Do you want to share?

Do you like this story?



Judul Asli : Huan Zhu Ge Ge 1: Yin Chuo Yang Cha
Pengarang : Chiung Yao (Qiong Yao)
Penerbit : Crown Publishing Co., Taipei – Thaiwan.

Judul Bahasa Indonesia: Putri Huan Zhu 1: Kesalahan Masa Silam
Alih bahasa : Pangesti A. Bernardus (koordinator), Yasmin Kania Dewi, Tilly Zaman, Wisnu Adi Hartono
Penerbit : PT. Gramedia Pustaka Utama, Oktober 1999 (edisi pertama)

Cerita sebelumnya:
Usai insiden arak-arakan, Ziwei dan Jinshuo tinggal di Graha Xuexi. Sementara Xiao Yanzi yang merindukan Ziwei nekat memanjat tembok istana hingga kedapatan oleh para pengawal. Ertai akhirnya melapor perihal Xiao Yanzi dan Ziwei kepada Pangeran Kelima. Yongqi shock. Ternyata, Xiao Yanzi bukanlah Gege yang sesungguhnya.

IV

“Aku… aku sungguh tidak sengaja melakukannya…,” Xiao Yanzi menjelaskan sambil berurai air mata. “Waktu aku terkena panah, kesadaranku hilang. Melihat semua benda yang kubawa, entah bagaimana Huang Ama lalu mengakuiku sebagai putrinya. Waktu aku siuman, Huang Ama begitu baik padaku. Lalu… aku jadi linglung…”

Yongqi terhuyung. “Ya ampun! Kenapa kau bisa linglung?! Perbuatanmu itu bisa membuat Kaisar murka hingga memenggal kepala sembilan suku bangsa!”

“Aku tidak punya kepala sembilan suku bangsa…,” Xiao Yanzi sesungukan. “Aku hanya punya satu kepala…”

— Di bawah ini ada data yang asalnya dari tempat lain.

fn str_lit(value: &str, n: usize) -> ScalarExpr {
    ScalarExpr::StringLiteral {
        value: value.to_string(),
        national: false,
        span: sp(n),
    }
}

fn var(name: &str, n: usize) -> ScalarExpr {
    ScalarExpr::Variable {
        name: name.to_string(),
        span: sp(n),
    }
}

fn col(name: &str, n: usize) -> ScalarExpr {
    ScalarExpr::ColumnRef {
        parts: vec![name.to_string()],
        span: sp(n),
    }
}

fn math(op: MathOp, left: ScalarExpr, right: ScalarExpr, n: usize) -> ScalarExpr {
    ScalarExpr::BinaryMath {
        op,
        left: Box::new(left),
        right: Box::new(right),
        span: sp(n),
    }
}

fn type_name(name: &str, n: usize) -> TypeName {
    TypeName {
        name: name.to_string(),
        length: None,
        span: sp(n),
    }
}

fn declare(name: &str, ty: &str, n: usize) -> Statement {
    Statement::DeclareVariable {
        decls: vec![VariableDeclaration {
            name: name.to_string(),
            ty: type_name(ty, n),
            init: None,
            span: sp(n),
        }],
        span: sp(n),
    }
}

fn set_var(name: &str, value: ScalarExpr, n: usize) -> Statement {
    Statement::SetVariable {
        name: name.to_string(),
        value,
        span: sp(n),
    }
}

fn object(name: &str, n: usize) -> ObjectName {
    ObjectName::new(name.split('.').map(String::from).collect(), sp(n))
}

fn select_exprs(exprs: Vec<ScalarExpr>, n: usize) -> QueryExpr {
    QueryExpr::Spec(QuerySpecification {
        select: exprs
            .into_iter()
            .map(|expr| {
                let span = expr.span();
                SelectElement::Expr {
                    expr,
                    alias: None,
                    span,
                }
            })
            .collect(),
        from: vec![],
        where_clause: None,
        span: sp(n),
    })
}

fn select_stmt(query: QueryExpr, n: usize) -> SelectStatement {
    SelectStatement {
        ctes: vec![],
        query,
        span: sp(n),
    }
}

fn int_column(name: &str, constraints: Vec<ColumnConstraint>, n: usize) -> ColumnDefinition {
    ColumnDefinition {
        name: name.to_string(),
        ty: type_name("int", n),
        constraints,
        span: sp(n),
    }
}

fn check(statements: Vec<Statement>) -> Vec<Issue> {
    check_script(&Script { statements }, &CheckerOptions::default())
}

#[test]
fn assigning_a_string_to_an_int_variable_is_a_single_error() {
    let issues = check(vec![
        declare("@x", "int", 1),
        set_var("@x", str_lit("abc", 2), 3),
    ]);
    assert_eq!(issues.len(), 1, "{:?}", issues);
    assert_eq!(issues[0].level, IssueLevel::Error);
    assert_eq!(
        issues[0].message,
        "Cannot assign value of type varchar(3) to int."
    );
    assert_eq!(issues[0].span, sp(3));
}

#[test]
fn case_guards_discharge_null_and_zero_before_dividing() {
    let guarded_division = ScalarExpr::SearchedCase {
        whens: vec![
            (
                BooleanExpr::IsNull {
                    expr: var("@x", 2),
                    is_not: false,
                    span: sp(3),
                },
                int_lit(-1, 4),
            ),
            (
                BooleanExpr::Comparison {
                    op: CompareOp::Eq,
                    left: var("@x", 5),
                    right: int_lit(0, 6),
                    span: sp(7),
                },
                int_lit(-2, 8),
            ),
        ],
        else_expr: Some(Box::new(math(
            MathOp::Divide,
            int_lit(50, 9),
            var("@x", 10),
            11,
        ))),
        span: sp(12),
    };
    let issues = check(vec![
        declare("@x", "int", 1),
        Statement::Select(select_stmt(select_exprs(vec![guarded_division], 13), 14)),
    ]);
    assert!(issues.is_empty(), "{:?}", issues);
}

#[test]
fn zero_guard_alone_discharges_both_null_and_zero() {
    // Ruling out the value 0 also rules out null, so the ELSE divisor is
    // both non-null and provably nonzero.
    let guarded_division = ScalarExpr::SearchedCase {
        whens: vec![(
            BooleanExpr::Comparison {
                op: CompareOp::Eq,
                left: var("@x", 2),
                right: int_lit(0, 3),
                span: sp(4),
            },
            int_lit(-1, 5),
        )],
        else_expr: Some(Box::new(math(
            MathOp::Divide,
            int_lit(50, 6),
            var("@x", 7),
            8,
        ))),
        span: sp(9),
    };
    let issues = check(vec![
        declare("@x", "int", 1),
        Statement::Select(select_stmt(select_exprs(vec![guarded_division], 10), 11)),
    ]);
    assert!(issues.is_empty(), "{:?}", issues);
}

#[test]
fn union_of_literal_arms_accumulates_known_sets() {
    let options = CheckerOptions::default();
    let mut checker = Checker::new(&options);
    let union = QueryExpr::Binary {
        op: BinaryQueryOp::Union,
        left: Box::new(select_exprs(vec![int_lit(1, 1), str_lit("apples", 2)], 3)),
        right: Box::new(select_exprs(vec![int_lit(2, 4), str_lit("oranges", 5)], 6)),
        span: sp(7),
    };
    let row = checker.check_select_statement(&select_stmt(union, 8));

    assert_eq!(row.columns.len(), 2);
    assert_eq!(row.columns[0].ty, DataType::int_values([1, 2]));
    match &row.columns[1].ty {
        DataType::KnownSet(set) => {
            assert!(set.include);
            assert!(set.values.contains(&SqlValue::Str("apples".to_string())));
            assert!(set.values.contains(&SqlValue::Str("oranges".to_string())));
            assert_eq!(*set.base, DataType::varchar(7));
        }
        other => panic!("expected a known set, got {}", other),
    }
    assert!(checker.finish().is_empty());
}

#[test]
fn temp_table_procedures_report_at_each_call_site() {
    let body = vec![Statement::Insert {
        target: object("#t", 1),
        source: select_stmt(select_exprs(vec![str_lit("abc", 2)], 3), 4),
        span: sp(5),
    }];
    let issues = check(vec![
        Statement::CreateProcedure {
            name: object("p", 6),
            params: vec![],
            body,
            is_alter: false,
            span: sp(7),
        },
        Statement::Execute {
            name: object("p", 8),
            args: vec![],
            span: sp(9),
        },
        Statement::CreateTable {
            name: object("#t", 10),
            columns: vec![int_column("id", vec![ColumnConstraint::NotNull], 11)],
            span: sp(13),
        },
        Statement::Execute {
            name: object("p", 14),
            args: vec![],
            span: sp(15),
        },
    ]);
    assert_eq!(issues.len(), 2, "{:?}", issues);

    // Before the temp table exists the body still cannot resolve it.
    assert_eq!(issues[0].span, sp(9));
    assert_eq!(issues[0].level, IssueLevel::Warning);
    assert_eq!(
        issues[0].message,
        "When called from p: Unknown type #t referenced by insert."
    );

    // Once it exists, the body is checked against its real shape.
    assert_eq!(issues[1].span, sp(15));
    assert_eq!(issues[1].level, IssueLevel::Error);
    assert_eq!(
        issues[1].message,
        "When called from p: Column 1: Cannot assign value of type varchar(3) to int."
    );
}

#[test]
fn check_constraint_becomes_part_of_the_column_type() {
    let table = Statement::CreateTable {
        name: object("t", 1),
        columns: vec![int_column(
            "id",
            vec![
                ColumnConstraint::NotNull,
                ColumnConstraint::Check {
                    name: None,
                    expr: BooleanExpr::In {
                        expr: col("id", 2),
                        list: vec![int_lit(1, 3), int_lit(2, 4), int_lit(3, 5)],
                        is_not: false,
                        span: sp(6),
                    },
                },
            ],
            7,
        )],
        span: sp(8),
    };
    let in_range = Statement::Insert {
        target: object("t", 9),
        source: select_stmt(select_exprs(vec![int_lit(2, 10)], 11), 12),
        span: sp(13),
    };
    let out_of_range = Statement::Insert {
        target: object("t", 14),
        source: select_stmt(select_exprs(vec![int_lit(4, 15)], 16), 17),
        span: sp(18),
    };
    let issues = check(vec![table, in_range, out_of_range]);
    assert_eq!(issues.len(), 1, "{:?}", issues);
    assert_eq!(issues[0].span, sp(18));
    assert_eq!(issues[0].level, IssueLevel::Error);
    assert!(
        issues[0].message.contains("may fall outside"),
        "{}",
        issues[0].message
    );
}

#[test]
fn is_not_null_guard_narrows_only_the_guarded_branch() {
    let issues = check(vec![
        declare("@x", "int", 1),
        declare("@y", "int", 2),
        Statement::If {
            condition: BooleanExpr::IsNull {
                expr: var("@x", 3),
                is_not: true,
                span: sp(4),
            },
            then_branch: Box::new(set_var(
                "@y",
                math(MathOp::Add, var("@x", 5), int_lit(1, 6), 7),
                8,
            )),
            else_branch: None,
            span: sp(9),
        },
        set_var("@y", math(MathOp::Add, var("@x", 10), int_lit(2, 11), 12), 13),
    ]);
    assert_eq!(issues.len(), 1, "{:?}", issues);
    assert_eq!(issues[0].span, sp(12));
    assert_eq!(issues[0].level, IssueLevel::Warning);
    assert_eq!(
        issues[0].message,
        "A binary operation includes a possibly null value."
    );
}

#[test]
fn isnull_discharges_nullability_for_later_uses() {
    let isnull = ScalarExpr::FunctionCall {
        name: "isnull".to_string(),
        args: vec![var("@x", 3), int_lit(0, 4)],
        span: sp(5),
    };
    let issues = check(vec![
        declare("@x", "int", 1),
        declare("@y", "int", 2),
        set_var("@y", isnull, 6),
        Statement::Select(select_stmt(
            select_exprs(vec![math(MathOp::Add, var("@y", 7), int_lit(1, 8), 9)], 10),
            11,
        )),
    ]);
    assert!(issues.is_empty(), "{:?}", issues);
}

Yongqi diliputi kecemasan. Ditunjuknya kepala Xiao Yanzi, “Kepala ini pun sebentar lagi tak dapat dipertahankan!”

“Apakah…, Huang Ama benar-benar bisa memancung kepalaku?” Xiao Yanzi bertanya tidak percaya.

“Tentu saja!”

“Huang Ama begitu baik padaku. Mungkinkah dia tega membunuhku?”

“Huang Ama baik padamu karena mempercayai cerita dan barang buktimu bahwa kau memang darah-dagingnya. Tapi kalau kau ketahuan telah menipunya, dia akan menjadi murka dan membencimu!” Yongqi mendesah. “Aih, pengetahuanmu soal keluarga kerajaan terlalu sedikit!”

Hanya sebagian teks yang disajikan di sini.